Stored data entries
· · ·

//! Support Analytics
//!
//! Contact-center dashboard derivations over a seeded, in-memory call
//! dataset: a record store, a filter selection store, a stable filter engine
//! and the aggregators that turn the filtered rows into KPI cards, volume
//! series, issue, region and channel breakdowns.

pub mod analytics;
pub mod config;
pub mod dashboard;
pub mod data;
pub mod error;
pub mod models;
pub mod state;

pub use config::AnalyticsConfig;
pub use dashboard::Dashboard;
pub use error::{AnalyticsError, AnalyticsResult};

· · ·

▶ Activity:
Write out exactly the lines that begin at the one containing "pub mod data;" and continue through the last line of the data, and only those.

▶ Task answer:
pub mod data;
pub mod error;
pub mod models;
pub mod state;

pub use config::AnalyticsConfig;
pub use dashboard::Dashboard;
pub use error::{AnalyticsError, AnalyticsResult};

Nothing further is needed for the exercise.